An ERC smart pointer has to store the count somewhere and it will be either in the pointer object itself
or some external location. In the first case you pay in pointer size while in the second you pay in
additional allocation and cache misses when accessing the count (which is in a different location than
both the pointer and pointee). To put it in a different perspective all other things being equal
under best possible circumstances an ERC can only be as efficient as IRC but never better.
Yet another advantage of IRC is that you can produce an IRC smart pointer from any raw pointer
to the object including this. This means that you can easily produce smart
pointers to itself
from any of the object's member functions. This is in general impossible with ERC without modifying
the object. But then if you already modify it why not make it IRC and avoid all the trouble.

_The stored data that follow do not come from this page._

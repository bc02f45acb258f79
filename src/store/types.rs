//! Catalog and user record types.

use serde::{Deserialize, Serialize};

/// A single user's review of a book.
#[derive(Debug, Clone, PartialEq, Eq, Serialize, Deserialize)]
pub struct Review {
    /// Username the review was filed under. Not checked against the user store
    /// after creation.
    pub username: String,
    /// Review text.
    pub review: String,
}

impl Review {
    pub fn new(username: impl Into<String>, review: impl Into<String>) -> Self {
        Self {
            username: username.into(),
            review: review.into(),
        }
    }
}

/// A catalog entry.
#[derive(Debug, Clone, PartialEq, Eq, Serialize, Deserialize)]
pub struct Book {
    /// Unique numeric identifier.
    pub id: u32,
    pub title: String,
    pub author: String,
    /// Unique ISBN-13, stored without dashes.
    pub isbn: String,
    /// At most one review per username, in insertion order.
    pub reviews: Vec<Review>,
}

impl Book {
    pub fn new(
        id: u32,
        title: impl Into<String>,
        author: impl Into<String>,
        isbn: impl Into<String>,
    ) -> Self {
        Self {
            id,
            title: title.into(),
            author: author.into(),
            isbn: isbn.into(),
            reviews: Vec::new(),
        }
    }

    /// Append a review at construction time.
    pub fn with_review(mut self, username: &str, review: &str) -> Self {
        self.reviews.push(Review::new(username, review));
        self
    }

    /// Position of `username`'s review, if any.
    pub fn review_position(&self, username: &str) -> Option<usize> {
        self.reviews.iter().position(|r| r.username == username)
    }
}

/// A registered user.
///
/// The password is kept and compared in plaintext; this record must never be
/// serialized back to clients.
#[derive(Debug, Clone, PartialEq, Eq)]
pub struct User {
    pub username: String,
    pub(crate) password: String,
    /// Never populated; book-side reviews are authoritative.
    pub reviews: Vec<Review>,
}

impl User {
    pub fn new(username: impl Into<String>, password: impl Into<String>) -> Self {
        Self {
            username: username.into(),
            password: password.into(),
            reviews: Vec::new(),
        }
    }

    /// Exact, case-sensitive credential check.
    pub fn matches(&self, username: &str, password: &str) -> bool {
        self.username == username && self.password == password
    }
}

/// Placeholder authors of the seed reviews. Neither is a registered user.
pub const SEED_REVIEWERS: [&str; 2] = ["reader_1", "reader_2"];

/// Books present at process start, each with its seed reviews.
pub fn seed_books() -> Vec<Book> {
    let [first, second] = SEED_REVIEWERS;
    vec![
        Book::new(1, "The Great Gatsby", "F. Scott Fitzgerald", "9780743273565")
            .with_review(first, "good")
            .with_review(second, "nice"),
        Book::new(2, "To Kill a Mockingbird", "Harper Lee", "9780061120084")
            .with_review(first, "nice"),
        Book::new(3, "1984", "George Orwell", "9780451524935").with_review(first, "good"),
    ]
}

/// Users present at process start.
pub fn seed_users() -> Vec<User> {
    vec![User::new("john_doe", "password123")]
}
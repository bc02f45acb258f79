//! Bookstore catalog and review service library.

pub mod config;
pub mod http;
pub mod lifecycle;
pub mod observability;
pub mod store;
pub mod upstream;

pub use config::schema::ServiceConfig;
pub use http::HttpServer;
pub use lifecycle::Shutdown;
pub use store::Bookstore;
//! In-memory bookstore state.
//!
//! # Data Flow
//! ```text
//! HTTP handler
//!     → bookstore.rs (Bookstore: owns both collections behind RwLocks)
//!     → catalog.rs (ordered books + embedded reviews)
//!     → users.rs (registered users, plaintext credentials)
//!     → error.rs (StoreError mapped to HTTP status at the boundary)
//! ```
//!
//! # Design Decisions
//! - Each collection has its own lock; no operation holds both at once
//! - Lookups are linear scans over seed-sized vectors
//! - Reviews are owned by their book and keyed by username

pub mod bookstore;
pub mod catalog;
pub mod error;
pub mod types;
pub mod users;

pub use bookstore::Bookstore;
pub use catalog::Catalog;
pub use error::{ErrorKind, StoreError, StoreResult};
pub use types::{Book, Review, User, SEED_REVIEWERS};
pub use users::UserStore;
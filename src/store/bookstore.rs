//! The bookstore service object shared by all request handlers.

use std::sync::RwLock;

use crate::store::catalog::Catalog;
use crate::store::error::{StoreError, StoreResult};
use crate::store::types::{Book, Review};
use crate::store::users::UserStore;

/// Owns the catalog and the user store.
///
/// Constructed once at startup and shared via `Arc`. Every method takes at
/// most one lock at a time and returns owned data, so no guard outlives the
/// call.
#[derive(Debug, Default)]
pub struct Bookstore {
    catalog: RwLock<Catalog>,
    users: RwLock<UserStore>,
}

impl Bookstore {
    pub fn new(catalog: Catalog, users: UserStore) -> Self {
        Self {
            catalog: RwLock::new(catalog),
            users: RwLock::new(users),
        }
    }

    /// Bookstore holding the seed catalog and seed users.
    pub fn seeded() -> Self {
        Self::new(Catalog::seeded(), UserStore::seeded())
    }

    pub fn list_books(&self) -> Vec<Book> {
        self.catalog
            .read()
            .expect("catalog lock poisoned")
            .list()
            .to_vec()
    }

    pub fn book_by_isbn(&self, isbn: &str) -> StoreResult<Book> {
        let catalog = self.catalog.read().expect("catalog lock poisoned");
        catalog.by_isbn(isbn).cloned()
    }

    pub fn books_by_author(&self, author: &str) -> StoreResult<Vec<Book>> {
        let catalog = self.catalog.read().expect("catalog lock poisoned");
        catalog
            .by_author(author)
            .map(|books| books.into_iter().cloned().collect())
    }

    pub fn books_by_title(&self, fragment: &str) -> StoreResult<Vec<Book>> {
        let catalog = self.catalog.read().expect("catalog lock poisoned");
        catalog
            .by_title(fragment)
            .map(|books| books.into_iter().cloned().collect())
    }

    pub fn reviews(&self, book_id: u32) -> StoreResult<Vec<Review>> {
        let catalog = self.catalog.read().expect("catalog lock poisoned");
        catalog.reviews(book_id).map(<[Review]>::to_vec)
    }

    /// Add or replace `username`'s review on a book.
    ///
    /// A missing book is reported before an unregistered user. The username
    /// is trusted as supplied; no credential is checked.
    pub fn upsert_review(&self, book_id: u32, username: &str, text: &str) -> StoreResult<Vec<Review>> {
        // Users are never removed, so a positive answer stays valid after the
        // user lock is released.
        let registered = self.is_registered(username);

        let mut catalog = self.catalog.write().expect("catalog lock poisoned");
        catalog.by_id(book_id)?;
        if !registered {
            return Err(StoreError::UserNotFound);
        }
        catalog
            .upsert_review(book_id, username, text)
            .map(<[Review]>::to_vec)
    }

    /// Remove `username`'s review from a book. Any caller may remove any review.
    pub fn delete_review(&self, book_id: u32, username: &str) -> StoreResult<Vec<Review>> {
        let mut catalog = self.catalog.write().expect("catalog lock poisoned");
        catalog
            .delete_review(book_id, username)
            .map(<[Review]>::to_vec)
    }

    pub fn register(&self, username: &str, password: &str) -> StoreResult<()> {
        let mut users = self.users.write().expect("user store lock poisoned");
        users.register(username, password).map(|_| ())
    }

    /// Returns the stored username on an exact credential match.
    pub fn login(&self, username: &str, password: &str) -> StoreResult<String> {
        let users = self.users.read().expect("user store lock poisoned");
        users
            .login(username, password)
            .map(|user| user.username.clone())
    }

    pub fn is_registered(&self, username: &str) -> bool {
        self.users
            .read()
            .expect("user store lock poisoned")
            .contains(username)
    }

    pub fn user_count(&self) -> usize {
        self.users.read().expect("user store lock poisoned").len()
    }
}
//! OS signal handling.
//!
//! SIGINT (Ctrl+C) and, on Unix, SIGTERM both request a graceful stop.

/// Resolve on the first termination signal.
///
/// If a handler cannot be installed the failure is logged and that signal
/// source never resolves.
pub async fn termination_signal() {
    let ctrl_c = async {
        if let Err(e) = tokio::signal::ctrl_c().await {
            tracing::error!(error = %e, "Failed to install Ctrl+C handler");
            std::future::pending::<()>().await;
        }
    };

    #[cfg(unix)]
    let terminate = async {
        use tokio::signal::unix::{signal, SignalKind};
        match signal(SignalKind::terminate()) {
            Ok(mut stream) => {
                stream.recv().await;
            }
            Err(e) => {
                tracing::error!(error = %e, "Failed to install SIGTERM handler");
                std::future::pending::<()>().await;
            }
        }
    };

    #[cfg(not(unix))]
    let terminate = std::future::pending::<()>();

    tokio::select! {
        _ = ctrl_c => {}
        _ = terminate => {}
    }
}
//! Configuration schema definitions.
//!
//! All types derive Serde traits for deserialization from TOML files, and
//! every field has a default so an empty file is a valid configuration.

use serde::{Deserialize, Serialize};

/// Root configuration for the bookstore service.
#[derive(Debug, Clone, Deserialize, Serialize, Default)]
#[serde(default)]
pub struct ServiceConfig {
    /// Listener configuration (bind address).
    pub listener: ListenerConfig,

    /// Remote books API used by the /external-books endpoints.
    pub upstream: UpstreamConfig,

    /// Timeout configuration.
    pub timeouts: TimeoutConfig,

    /// Observability settings.
    pub observability: ObservabilityConfig,
}

/// Listener configuration.
#[derive(Debug, Clone, Deserialize, Serialize)]
#[serde(default)]
pub struct ListenerConfig {
    /// Bind address (e.g., "0.0.0.0:3000").
    pub bind_address: String,
}

impl Default for ListenerConfig {
    fn default() -> Self {
        Self {
            bind_address: "0.0.0.0:3000".to_string(),
        }
    }
}

/// Remote books API configuration.
#[derive(Debug, Clone, Deserialize, Serialize)]
#[serde(default)]
pub struct UpstreamConfig {
    /// Base URL; `/books` is appended per query.
    pub base_url: String,

    /// Total time allowed for one upstream call, in seconds.
    pub timeout_secs: u64,
}

impl Default for UpstreamConfig {
    fn default() -> Self {
        Self {
            base_url: "https://api.example.com".to_string(),
            timeout_secs: 30,
        }
    }
}

/// Timeout configuration for inbound requests.
#[derive(Debug, Clone, Deserialize, Serialize)]
#[serde(default)]
pub struct TimeoutConfig {
    /// Request timeout (total time for request/response) in seconds.
    pub request_secs: u64,
}

impl Default for TimeoutConfig {
    fn default() -> Self {
        Self { request_secs: 60 }
    }
}

/// Log output format.
#[derive(Debug, Clone, Copy, PartialEq, Eq, Deserialize, Serialize, Default)]
#[serde(rename_all = "lowercase")]
pub enum LogFormat {
    #[default]
    Pretty,
    Json,
}

/// Observability configuration.
#[derive(Debug, Clone, Deserialize, Serialize)]
#[serde(default)]
pub struct ObservabilityConfig {
    /// Log level (trace, debug, info, warn, error).
    pub log_level: String,

    /// Log output format.
    pub log_format: LogFormat,

    /// Enable Prometheus metrics endpoint.
    pub metrics_enabled: bool,

    /// Metrics endpoint bind address.
    pub metrics_address: String,
}

impl Default for ObservabilityConfig {
    fn default() -> Self {
        Self {
            log_level: "info".to_string(),
            log_format: LogFormat::Pretty,
            metrics_enabled: false,
            metrics_address: "0.0.0.0:9090".to_string(),
        }
    }
}

#[cfg(test)]
mod tests {
    use super::*;

    #[test]
    fn test_defaults() {
        let config = ServiceConfig::default();
        assert_eq!(config.listener.bind_address, "0.0.0.0:3000");
        assert_eq!(config.upstream.base_url, "https://api.example.com");
        assert!(!config.observability.metrics_enabled);
    }

    #[test]
    fn test_partial_toml_keeps_defaults() {
        let config: ServiceConfig = toml::from_str(
            r#"
            [upstream]
            base_url = "http://127.0.0.1:4000"

            [observability]
            log_format = "json"
            "#,
        )
        .unwrap();

        assert_eq!(config.upstream.base_url, "http://127.0.0.1:4000");
        assert_eq!(config.upstream.timeout_secs, 30);
        assert_eq!(config.observability.log_format, LogFormat::Json);
        assert_eq!(config.observability.log_level, "info");
        assert_eq!(config.timeouts.request_secs, 60);
    }
}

Of course nothing comes for free. The main disadvantage of IRC is of course the intrusive
part. In order to use it you must design the target object class to support reference counting.
However, this can be addressed for most
object types by using templated reference
counted adapters as shown at the end of this
article. However, template adapters are not
perfect and in some cases ERC remains the only available option.

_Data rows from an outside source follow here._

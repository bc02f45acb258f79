//! Configuration validation.
//!
//! # Responsibilities
//! - Semantic validation (serde handles syntactic)
//! - Validate value ranges (timeouts > 0, addresses parse)
//! - Keep the upstream timeout below the whole-request timeout
//! - Check the upstream base URL is a usable http(s) URL
//!
//! # Design Decisions
//! - Returns all validation errors, not just first
//! - Validation is pure function: ServiceConfig → Result<(), Vec<ValidationError>>

use std::net::SocketAddr;

use thiserror::Error;

use crate::config::schema::ServiceConfig;
use crate::upstream::client::parse_base_url;

/// A single semantic problem in a configuration.
#[derive(Debug, Clone, PartialEq, Eq, Error)]
pub enum ValidationError {
    #[error("listener.bind_address '{0}' is not a socket address")]
    BindAddress(String),

    #[error("upstream.base_url: {0}")]
    UpstreamUrl(String),

    #[error("{0} must be greater than zero")]
    ZeroTimeout(&'static str),

    #[error("upstream.timeout_secs ({upstream}) must be below timeouts.request_secs ({request})")]
    UpstreamTimeoutNotBelowRequest { upstream: u64, request: u64 },

    #[error("observability.log_level '{0}' is not a valid level")]
    LogLevel(String),

    #[error("observability.metrics_address '{0}' is not a socket address")]
    MetricsAddress(String),
}

/// Validate a configuration, collecting every error found.
pub fn validate_config(config: &ServiceConfig) -> Result<(), Vec<ValidationError>> {
    let mut errors = Vec::new();

    if config.listener.bind_address.parse::<SocketAddr>().is_err() {
        errors.push(ValidationError::BindAddress(config.listener.bind_address.clone()));
    }

    if let Err(e) = parse_base_url(&config.upstream.base_url) {
        errors.push(ValidationError::UpstreamUrl(e.to_string()));
    }

    if config.upstream.timeout_secs == 0 {
        errors.push(ValidationError::ZeroTimeout("upstream.timeout_secs"));
    }
    if config.timeouts.request_secs == 0 {
        errors.push(ValidationError::ZeroTimeout("timeouts.request_secs"));
    }
    // A slow upstream must hit its own timeout before the request timeout.
    let (upstream, request) = (config.upstream.timeout_secs, config.timeouts.request_secs);
    if upstream > 0 && request > 0 && upstream >= request {
        errors.push(ValidationError::UpstreamTimeoutNotBelowRequest { upstream, request });
    }

    if config.observability.log_level.parse::<tracing::Level>().is_err() {
        errors.push(ValidationError::LogLevel(config.observability.log_level.clone()));
    }

    if config.observability.metrics_enabled
        && config.observability.metrics_address.parse::<SocketAddr>().is_err()
    {
        errors.push(ValidationError::MetricsAddress(
            config.observability.metrics_address.clone(),
        ));
    }

    if errors.is_empty() {
        Ok(())
    } else {
        Err(errors)
    }
}

#[cfg(test)]
mod tests {
    use super::*;

    #[test]
    fn test_default_config_is_valid() {
        assert_eq!(validate_config(&ServiceConfig::default()), Ok(()));
    }

    #[test]
    fn test_collects_all_errors() {
        let mut config = ServiceConfig::default();
        config.listener.bind_address = "localhost".into();
        config.upstream.base_url = "ftp://books".into();
        config.upstream.timeout_secs = 0;
        config.observability.log_level = "loud".into();

        let errors = validate_config(&config).unwrap_err();
        assert_eq!(errors.len(), 4);
        assert!(errors.contains(&ValidationError::ZeroTimeout("upstream.timeout_secs")));
        assert!(errors.contains(&ValidationError::LogLevel("loud".into())));
    }

    #[test]
    fn test_upstream_timeout_must_be_below_request_timeout() {
        let mut config = ServiceConfig::default();
        config.upstream.timeout_secs = 5;
        config.timeouts.request_secs = 1;
        assert_eq!(
            validate_config(&config),
            Err(vec![ValidationError::UpstreamTimeoutNotBelowRequest { upstream: 5, request: 1 }])
        );

        config.timeouts.request_secs = 5;
        assert!(validate_config(&config).is_err());

        config.timeouts.request_secs = 6;
        assert_eq!(validate_config(&config), Ok(()));
    }

    #[test]
    fn test_metrics_address_checked_only_when_enabled() {
        let mut config = ServiceConfig::default();
        config.observability.metrics_address = "nowhere".into();
        assert!(validate_config(&config).is_ok());

        config.observability.metrics_enabled = true;
        assert_eq!(
            validate_config(&config),
            Err(vec![ValidationError::MetricsAddress("nowhere".into())])
        );
    }
}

Another IRC disadvantage is that it is hard to support so-called weak pointers. Not that it is
impossible but doing it requires some framework for object registration which pretty much removes
all IRC advantages.
Having discovered shared_ptr some people tend to treat it as the best, indeed default, smart pointer.
This is, in my opinion very misguided. An ERC smart pointer like shared_ptr is just one possible choice
and should be used only when it fits the problem you are trying to solve. If you
need single owner semantics with ownership transfer use auto_ptr, if you need single owner with no transfer
use scoped_ptr. If you need RC, control
target object source and don't need weak pointers consider and IRC
smart pointer like refcnt_ptr presented here. Finally if you need RC but don't control the target or need
weak pointers, shared_ptr is, indeed, a good choice.
Well, because I couldn't find one that I liked. There are quite a few well-known IRC smart pointers
implementations but they all have some problems I couldn't live with. First of all most smart pointers come
packaged within a library. boost::intrusive_ptr requires Boost, Loki's smart pointer requires Loki etc.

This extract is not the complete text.